Un altro problema che potrebbe verificarsi è un pedale della frizione che si abbassa più del normale. Questo può essere causato da un’usura dei componenti, da un sistema idraulico difettoso o dalla presenza di aria nel circuito idraulico. Per risolvere questa problematica, è consigliabile spurgare il sistema idraulico per eliminare eventuali bolle d’aria. Se il problema persiste, potrebbe essere necessario controllare il cuscinetto reggispinta e il cilindro principale e sostituire quanto danneggiato.
- Rumori anormali: cause e soluzioni
I rumori strani provenienti dalla frizione possono essere indicatori di problemi più gravi. Un fruscio, uno stridio o un cigolio potrebbero essere causati da un disco usurato o da problemi nel cuscinetto della frizione. In questo caso, la soluzione è sostituire il disco e ispezionare il cuscinetto per eventuali danni. Una manutenzione preventiva può contribuire a evitare danni maggiori.
- Perdite di olio: come affrontare la situazione
Le perdite di olio dalla frizione sono un problema serio che richiede un’attenzione immediata. Queste perdite possono derivare da guarnizioni difettose o da problemi nel sistema di tenuta. È consigliabile ispezionare attentamente il sistema e sostituire le guarnizioni difettose. Inoltre, verificare il livello di olio della trasmissione e aggiungerne, se necessario.
- Slittamento della frizione: il regime che si impenna
Una eccessiva usura del disco della frizione o il fatto che la sua superficie sia sporca può provocarne lo slittamento. Quando si affonda l’acceleratore per riprendere con decisione, il regime del motore aumenta in maniera consistente, senza però che ci sia un impulso in avanti proporzionale. Un passaggio in officina può essere utile a capire se sia il caso o meno di procedere con la sostituzione del disco, cosa spesso indispensabile.
Regolazione della Frizione Idraulica
La frizione idraulica presenta notevoli vantaggi: è più leggera e fluida nei movimenti, assorbe inoltre meglio i contraccolpi dovuti ad un rilascio veloce del pedale. Così come le frizioni a cavo, anche la frizione idraulica necessita di controlli periodici finalizzati alla regolazione. Per compiere tale operazione, appare fondamentale procurarsi gli strumenti che occorrono per poter eseguire correttamente le regolazione della frizione idraulica. Gli strumenti di cui avremo bisogno sono le chiavi per bulloni e una pinza.
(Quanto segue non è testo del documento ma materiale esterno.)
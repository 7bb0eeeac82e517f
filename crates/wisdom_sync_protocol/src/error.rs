//! Error types for the sync protocol.

use thiserror::Error;

/// Result type for protocol operations.
pub type ProtocolResult<T> = Result<T, ProtocolError>;

/// Errors raised while encoding, decoding or interpreting protocol data.
#[derive(Debug, Error)]
pub enum ProtocolError {
    /// CBOR encoding failed.
    #[error("encode error: {0}")]
    Encode(String),

    /// CBOR decoding failed.
    #[error("decode error: {0}")]
    Decode(String),

    /// A field held a value outside its domain.
    #[error("invalid {field}: {value}")]
    InvalidValue {
        /// Field name.
        field: &'static str,
        /// Offending value.
        value: String,
    },

    /// An event payload did not match its entity type and operation.
    #[error("malformed payload for seq {seq}: {message}")]
    MalformedPayload {
        /// Sequence number of the event.
        seq: i64,
        /// Description of the mismatch.
        message: String,
    },
}

impl ProtocolError {
    /// Creates an invalid value error.
    pub fn invalid_value(field: &'static str, value: impl Into<String>) -> Self {
        Self::InvalidValue {
            field,
            value: value.into(),
        }
    }
}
Quando si rende necessario regolare la frizione idraulica, è bene lasciar raffreddare la moto o il veicolo. Ciò al fine di evitare brutte scottature, dal momento che andrete ad operare in prossimità del motore. Per regolare la frizione idraulica, è necessario controllare se è presente dell’aria nel circuito. A tal proposito dovrete svitare la valvola di disaerazione e spingere a fondo il pedale della frizione, per poi rilasciarlo rapidamente. A questo punto dovrete azionare il pedale fin quando non scompariranno tutte le bolle d’aria in uscita. Talvolta si rende necessario versare nuovo olio nel serbatoio fino a raggiungere il giusto livello. Prima introdurre l’olio, è bene però lasciarlo riposare per circa 24 ore in modo da far scomparire le eventuali bolle d’aria.
Se non avete alcun tipo di manualità con questo genere di operazioni, il miglior consiglio è quello di rivolgersi ad un meccanico. Evitate pertanto di agire senza aver conoscenze in campo meccanico e fate regolare la frizione idraulica ad un soggetto specializzato.